Old is New Again: The trend of old games reappearing has also been building for several years. Designers & Dragons covers some of this trend with its discussion of “Retroclones” (p. 366). Starting with games like Castles & Crusades (2004) and OSRIC (2006), designers have used the d20 OGL rules to create games mimicking old D&D rules. Meanwhile over at Mongoose Publishing, many games from the ’80s reappeared (see pp. 397-401), such as Paranoia (2004), RuneQuest (2006), and Traveller (2008).

If anything, both of these trends have accelerated in recent years. On the Old-School-Renaissance (OSR) side of things, the market may be oversaturated, with multiple retroclones existing for some versions of D&D. Simultaneously, some OSR publishers are using their success to expand beyond D&D, such as Goblinoid Games who has licensed Starships & Spacemen (1978, 2010) from FGU and Timemaster (1984, 2011) from one of Pacesetter’s successors.

Mongoose, meanwhile, has continued to bring out classic games through their Flaming Cobra partnerships. Most notably, Redbrick is returning to the ’90s with new editions of Earthdawn (2009) and (in the near future) Fading Suns (2012?) and Blue Planet (2012?).

However, I marked 2011 as the year when old RPGs really became a trend mainly because of how it impacted the mainstream. That’s when White Wolf announced that they were relauching their Original World of Darkness as a new product line thanks to the success of V20, the Vampire: The Masquerade 20th Anniversary Edition. A company returning to an old game system and an old setting like this is pretty unheard of.

(Personally, I also see this trend in Wizards’ rehiring of 3e architect Monte Cook, but we’ll probably need to wait a bit to see how that plays out.)

RPG is IP Again: A few years ago companies like Hero Games and White Wolf were getting scooped up by corporate entities because of the value of their IPs. That didn’t work out too well, but it may have caused RPG companies to think about their own value in different ways, and thus begin produced auxiliary products that originate in their RPG worlds.

I see this most strongly at Wizards of the Coast, who has long published novels based on their game IPs, but just turned to board and card games in the last year or so with products such as the aforementioned Legend of Drizzt Board Game (2011) and Conquest of Nerath Board Game (2011). Meanwhile Wizards’ top competitor, Paizo, is moving forward on a Pathfinder MMORPG. Fantasy Flight Games doesn’t actually own the Warhammer IP, but they’ve been sure to develop the property into both RPGs and card games like Warhammer: Invasion (2009-Present). More generally, FFG is also pushing their board game lines like Arkham Horror toward novels. Even the indies are getting into the trend, with Race to Adventure (2012?), a card game themed for Spirit of the Century, planned for next year.
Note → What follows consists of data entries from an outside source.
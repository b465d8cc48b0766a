use std::collections::BTreeMap;

use k8s_openapi::apimachinery::pkg::apis::meta::v1::{LabelSelector, LabelSelectorRequirement};
use kube::CustomResource;
use schemars::JsonSchema;
use serde::{Deserialize, Serialize};

use crate::api::ComponentStatus;

/// A remote Harbor instance the operator talks to on behalf of namespaces.
#[derive(CustomResource, Deserialize, Serialize, Clone, Debug, Default, PartialEq, JsonSchema)]
#[kube(kind = "ServerConfiguration", group = "goharbor.io", version = "v1alpha1")]
#[kube(status = "ComponentStatus", shortname = "hsc")]
#[kube(
    printcolumn = r#"{"name":"URL", "type":"string", "jsonPath":".spec.serverURL"}"#,
    printcolumn = r#"{"name":"Default", "type":"boolean", "jsonPath":".spec.default"}"#,
    printcolumn = r#"{"name":"Status", "type":"string", "jsonPath":".status.status"}"#,
    printcolumn = r#"{"name":"Ready", "type":"string", "jsonPath":".status.conditions[?(@.type==\"Ready\")].status"}"#
)]
#[serde(rename_all = "camelCase")]
pub struct ServerConfigurationSpec {
    #[serde(rename = "serverURL")]
    pub server_url: String,
    /// Skips TLS verification towards the server.
    #[serde(default)]
    pub insecure: bool,
    pub access_credential: AccessCredential,
    /// The default configuration serves namespaces that do not name one.
    #[serde(default)]
    pub default: bool,
    /// Namespaces this configuration may serve; all namespaces when unset.
    #[serde(default, skip_serializing_if = "Option::is_none")]
    pub namespace_selector: Option<LabelSelector>,
    /// Image rewrite rules in the `registryRegex=>project` form.
    #[serde(default, skip_serializing_if = "Vec::is_empty")]
    pub rules: Vec<String>,
}

/// Points at a Secret with `accessKey` and `accessSecret`.
#[derive(Deserialize, Serialize, Clone, Debug, Default, PartialEq, JsonSchema)]
#[serde(rename_all = "camelCase")]
pub struct AccessCredential {
    pub namespace: String,
    pub access_secret_ref: String,
}

impl ServerConfiguration {
    /// Host (and port) of the server without its scheme.
    pub fn server_host(&self) -> &str {
        let url = self.spec.server_url.trim_end_matches('/');
        url.split_once("://").map(|(_, host)| host).unwrap_or(url)
    }

    /// Whether a namespace with `labels` may be served by this configuration.
    pub fn selects(&self, labels: &BTreeMap<String, String>) -> bool {
        self.spec
            .namespace_selector
            .as_ref()
            .map_or(true, |selector| selector_matches(selector, labels))
    }
}

/// Label selector semantics of the API server; an empty selector matches everything.
pub fn selector_matches(selector: &LabelSelector, labels: &BTreeMap<String, String>) -> bool {
    let labels_match = selector
        .match_labels
        .iter()
        .flatten()
        .all(|(key, value)| labels.get(key) == Some(value));
    labels_match
        && selector
            .match_expressions
            .iter()
            .flatten()
            .all(|requirement| requirement_matches(requirement, labels))
}

fn requirement_matches(requirement: &LabelSelectorRequirement, labels: &BTreeMap<String, String>) -> bool {
    let value = labels.get(&requirement.key);
    let values = requirement.values.as_deref().unwrap_or_default();
    match requirement.operator.as_str() {
        "In" => value.is_some_and(|v| values.contains(v)),
        "NotIn" => value.map_or(true, |v| !values.contains(v)),
        "Exists" => value.is_some(),
        "DoesNotExist" => value.is_none(),
        _ => false,
    }
}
Next Year: Despite another down year, 2011 has really shown the resilience of the RPG industry–with PDFs, PODs, crowd-funding, and related board and card games being some of the ways that RPG publishers have responded to today’s challenges. As some politicians in Washington seem to be purposefully keeping our economy depressed to score political points, more of this will be likely required in 2012, but I’m hopeful companies will excel in the environment and end up poised well for new growth afterward.